Speaking to Tech Digest this morning, Microsoft’s Brad Goldberg, general manager of the search business, said of the changes “We need the relevance of search results to get better. We had 20 billion documents indexed as of last Autumn. The way search looks has to change – you won’t see a list of ten blue links in five years time.”
Also announcing the coming of out-of-copyright books and digitised versions of 30,000 British Library classics to the search service, location-based mobile services and celeb gossip stat-tracking system xRank, MS is really pushing the boat out in the search wars…
Highlighting the fact that 40% of web searches are abandoned with the user simply giving up and not clicking on any of the results at all, Goldberg said “We need to stop users blaming themselves when they can’t find what they’re looking for.

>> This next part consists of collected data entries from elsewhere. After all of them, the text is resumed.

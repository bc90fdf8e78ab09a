//! Configuration data structures

use crate::config::validation::{validate_bot_token, validate_chat_id};
use crate::error::ConfigError;
use serde::{Deserialize, Serialize};
use std::path::{Path, PathBuf};
use std::time::Duration;

/// Default Telegram Bot API endpoint
pub const DEFAULT_API_BASE: &str = "https://api.telegram.org";

/// Logging level configuration
#[derive(Debug, Clone, Copy, PartialEq, Eq, Serialize, Deserialize, Default)]
pub enum LogLevel {
    #[serde(rename = "error")]
    Error,
    #[serde(rename = "warn")]
    Warn,
    #[serde(rename = "info")]
    #[default]
    Info,
    #[serde(rename = "debug")]
    Debug,
    #[serde(rename = "trace")]
    Trace,
}

impl LogLevel {
    pub fn as_str(&self) -> &'static str {
        match self {
            LogLevel::Error => "error",
            LogLevel::Warn => "warn",
            LogLevel::Info => "info",
            LogLevel::Debug => "debug",
            LogLevel::Trace => "trace",
        }
    }
}

/// Credentials and options for one dispatch. Passed by reference into each
/// dispatch call and never mutated by it.
#[derive(Clone, Serialize, Deserialize, PartialEq, Eq)]
pub struct TelegramConfig {
    /// Bot token, `digits:token-chars`
    #[serde(default)]
    pub bot_token: String,
    /// Numeric chat id or `@handle`
    #[serde(default)]
    pub chat_id: String,
    /// Upload attachments after the text has been delivered
    #[serde(default)]
    pub send_attachments: bool,
    /// Bot API base URL
    #[serde(default = "default_api_base")]
    pub api_base: String,
}

fn default_api_base() -> String {
    DEFAULT_API_BASE.to_string()
}

impl Default for TelegramConfig {
    fn default() -> Self {
        Self {
            bot_token: String::new(),
            chat_id: String::new(),
            send_attachments: false,
            api_base: default_api_base(),
        }
    }
}

impl TelegramConfig {
    pub fn new(bot_token: impl Into<String>, chat_id: impl Into<String>) -> Self {
        Self {
            bot_token: bot_token.into(),
            chat_id: chat_id.into(),
            ..Self::default()
        }
    }

    pub fn with_attachments(mut self, send_attachments: bool) -> Self {
        self.send_attachments = send_attachments;
        self
    }

    /// Check that the token and chat id can be used for a dispatch
    pub fn ensure_usable(&self) -> Result<(), String> {
        if self.bot_token.trim().is_empty() || self.chat_id.trim().is_empty() {
            return Err("bot token or chat id is not set".to_string());
        }
        validate_bot_token(&self.bot_token).map_err(|e| e.to_string())?;
        validate_chat_id(&self.chat_id).map_err(|e| e.to_string())?;
        Ok(())
    }
}

// Hand-written so the token never reaches logs through `{:?}`
impl std::fmt::Debug for TelegramConfig {
    fn fmt(&self, f: &mut std::fmt::Formatter<'_>) -> std::fmt::Result {
        f.debug_struct("TelegramConfig")
            .field(
                "bot_token",
                &if self.bot_token.is_empty() { "" } else { "<redacted>" },
            )
            .field("chat_id", &self.chat_id)
            .field("send_attachments", &self.send_attachments)
            .field("api_base", &self.api_base)
            .finish()
    }
}

/// Backoff settings for rate-limited sendMessage calls
#[derive(Debug, Clone, Copy, PartialEq, Eq, Serialize, Deserialize)]
pub struct RetrySettings {
    /// Retries after the first attempt
    pub max_retries: u32,
    /// First backoff delay in milliseconds; doubled after every retry
    pub initial_delay_ms: u64,
}

impl Default for RetrySettings {
    fn default() -> Self {
        Self {
            max_retries: 3,
            initial_delay_ms: 1000,
        }
    }
}

impl RetrySettings {
    pub fn initial_delay(&self) -> Duration {
        Duration::from_millis(self.initial_delay_ms)
    }
}

/// Main configuration structure
#[derive(Debug, Clone, Default, Serialize, Deserialize)]
pub struct Configuration {
    /// Logging verbosity level
    #[serde(default)]
    pub log_level: LogLevel,
    #[serde(default)]
    pub telegram: TelegramConfig,
    #[serde(default)]
    pub retry: RetrySettings,
}

impl Configuration {
    /// Load configuration from file
    pub fn load_from_file(path: &Path) -> Result<Self, ConfigError> {
        if path.exists() {
            let content = std::fs::read_to_string(path).map_err(|source| ConfigError::Read {
                path: path.to_path_buf(),
                source,
            })?;
            toml::from_str(&content).map_err(|source| ConfigError::Parse {
                path: path.to_path_buf(),
                source,
            })
        } else {
            // Return default configuration if file doesn't exist
            Ok(Configuration::default())
        }
    }

    /// Save configuration to file
    pub fn save_to_file(&self, path: &Path) -> Result<(), ConfigError> {
        let write_err = |message: String| ConfigError::Write {
            path: path.to_path_buf(),
            message,
        };
        let content = toml::to_string_pretty(self).map_err(|e| write_err(e.to_string()))?;
        if let Some(parent) = path.parent() {
            std::fs::create_dir_all(parent).map_err(|e| write_err(e.to_string()))?;
        }
        std::fs::write(path, content).map_err(|e| write_err(e.to_string()))?;
        Ok(())
    }

    /// Get the XDG config directory path
    pub fn default_config_path() -> Result<PathBuf, ConfigError> {
        let config_dir = dirs::config_dir().ok_or(ConfigError::NoConfigDir)?;
        Ok(config_dir.join("mailgram").join("config.toml"))
    }

    /// Validate configuration values
    pub fn validate(&self) -> Result<(), Vec<String>> {
        let mut errors = Vec::new();

        if let Err(e) = validate_bot_token(&self.telegram.bot_token) {
            errors.push(format!("telegram.bot_token: {}", e));
        }

        if let Err(e) = validate_chat_id(&self.telegram.chat_id) {
            errors.push(format!("telegram.chat_id: {}", e));
        }

        if !self.telegram.api_base.starts_with("http://")
            && !self.telegram.api_base.starts_with("https://")
        {
            errors.push("telegram.api_base must be an http(s) URL".to_string());
        }

        if self.retry.max_retries > 10 {
            errors.push("retry.max_retries cannot exceed 10".to_string());
        }

        if self.retry.initial_delay_ms > 60_000 {
            errors.push("retry.initial_delay_ms cannot exceed 60000 (1 minute)".to_string());
        }

        if errors.is_empty() {
            Ok(())
        } else {
            Err(errors)
        }
    }
}

#[cfg(test)]
mod tests {
    use super::*;
    use tempfile::tempdir;

    #[test]
    fn test_default_configuration() {
        let config = Configuration::default();
        assert_eq!(config.log_level, LogLevel::Info);
        assert!(config.telegram.bot_token.is_empty());
        assert!(!config.telegram.send_attachments);
        assert_eq!(config.telegram.api_base, DEFAULT_API_BASE);
        assert_eq!(config.retry.max_retries, 3);
        assert_eq!(config.retry.initial_delay(), Duration::from_secs(1));
    }

    #[test]
    fn test_configuration_validation() {
        let config = Configuration {
            telegram: TelegramConfig {
                bot_token: "not a token".to_string(),
                chat_id: "chat with spaces".to_string(),
                api_base: "ftp://example.org".to_string(),
                send_attachments: false,
            },
            retry: RetrySettings {
                max_retries: 50,
                initial_delay_ms: 120_000,
            },
            ..Configuration::default()
        };

        let errors = config.validate().unwrap_err();
        assert_eq!(errors.len(), 5);
        assert!(errors.iter().any(|e| e.contains("bot_token")));
        assert!(errors.iter().any(|e| e.contains("chat_id")));
        assert!(errors.iter().any(|e| e.contains("api_base")));
        assert!(errors.iter().any(|e| e.contains("max_retries")));
        assert!(errors.iter().any(|e| e.contains("initial_delay_ms")));
    }

    #[test]
    fn test_valid_configuration() {
        let config = Configuration {
            telegram: TelegramConfig::new("123456:ABC-def_1", "-100123456"),
            ..Configuration::default()
        };
        assert!(config.validate().is_ok());
    }

    #[test]
    fn test_ensure_usable() {
        assert!(TelegramConfig::default().ensure_usable().is_err());
        assert!(TelegramConfig::new("123:abc", "").ensure_usable().is_err());
        assert!(TelegramConfig::new("nodigits", "@chan").ensure_usable().is_err());
        assert!(TelegramConfig::new("123:abc", "@chan").ensure_usable().is_ok());
    }

    #[test]
    fn test_debug_redacts_token() {
        let config = TelegramConfig::new("123456:SECRET", "@chan");
        let rendered = format!("{:?}", config);
        assert!(!rendered.contains("SECRET"));
        assert!(rendered.contains("<redacted>"));
    }

    #[test]
    fn test_config_file_operations() {
        let temp_dir = tempdir().unwrap();
        let config_path = temp_dir.path().join("nested").join("config.toml");

        let config = Configuration {
            log_level: LogLevel::Debug,
            telegram: TelegramConfig::new("42:token", "@alerts").with_attachments(true),
            ..Configuration::default()
        };

        config.save_to_file(&config_path).unwrap();
        assert!(config_path.exists());

        let loaded = Configuration::load_from_file(&config_path).unwrap();
        assert_eq!(loaded.log_level, LogLevel::Debug);
        assert_eq!(loaded.telegram, config.telegram);
        assert_eq!(loaded.retry, RetrySettings::default());
    }

    #[test]
    fn test_partial_file_uses_defaults() {
        let temp_dir = tempdir().unwrap();
        let config_path = temp_dir.path().join("config.toml");
        std::fs::write(&config_path, "[telegram]\nchat_id = \"@alerts\"\n").unwrap();

        let loaded = Configuration::load_from_file(&config_path).unwrap();
        assert_eq!(loaded.telegram.chat_id, "@alerts");
        assert_eq!(loaded.telegram.api_base, DEFAULT_API_BASE);
        assert_eq!(loaded.retry.max_retries, 3);
    }

    #[test]
    fn test_missing_file_returns_default() {
        let temp_dir = tempdir().unwrap();
        let loaded = Configuration::load_from_file(&temp_dir.path().join("absent.toml")).unwrap();
        assert!(loaded.telegram.chat_id.is_empty());
    }

    #[test]
    fn test_malformed_file_is_parse_error() {
        let temp_dir = tempdir().unwrap();
        let config_path = temp_dir.path().join("config.toml");
        std::fs::write(&config_path, "log_level = [").unwrap();
        assert!(matches!(
            Configuration::load_from_file(&config_path),
            Err(ConfigError::Parse { .. })
        ));
    }
}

At the moment, when a search fails, they think it’s their fault for not ‘unlocking the power of the web’ rather than a failure of the search technology.”
Live searches will try to ‘second guess’ the searcher’s needs and will present a list of alternate results to head off on – thanks to Microsoft’s boffins calculating that 50% of all search queries are hurriedly edited and changed to something else when, inevitably, the right thing doesn’t come up first time.
Elsewhere in tech developments, Microsoft’s acquisition of MultiMap is paying off too, with an updated Maps feature bringing more interactivity – like Wikipedia links to local tourist attractions – to its visual results. And the Books section is bringing out-of-copyright works to the public, along with selected reference works – no doubt in an attempt to bring some official status to fact-hunting, rather than having to rely on Wikipedia’s often odd – and sometimes just plain wrong – data.
Plus, because all we really want to do is see photos of whatever it is Mariah Carey was wearing in Santa Monica yesterday, the new xRank feature gives celebrity news addicts a way to browse through vacuous items about dresses and who’s possibly a Scientologist today.
And if you’re doing all this via a telephone, “Find My Location” will appear, letting your phone tell you where you are and what businesses are in the area. And, we would cynically suggest, letting Microsoft serve you relevant advertising. It has to pay for all this somehow. 20 billion pages of internet search results don’t store themselves, you know.
So basically, Microsoft is jazzing up its Live Search beyond all recognition. Expect to see a big push of its benefits over the coming weeks and months, as it tries to convince a disbelieving world that having Google as your homepage is starting to make you look a little bit old fashioned.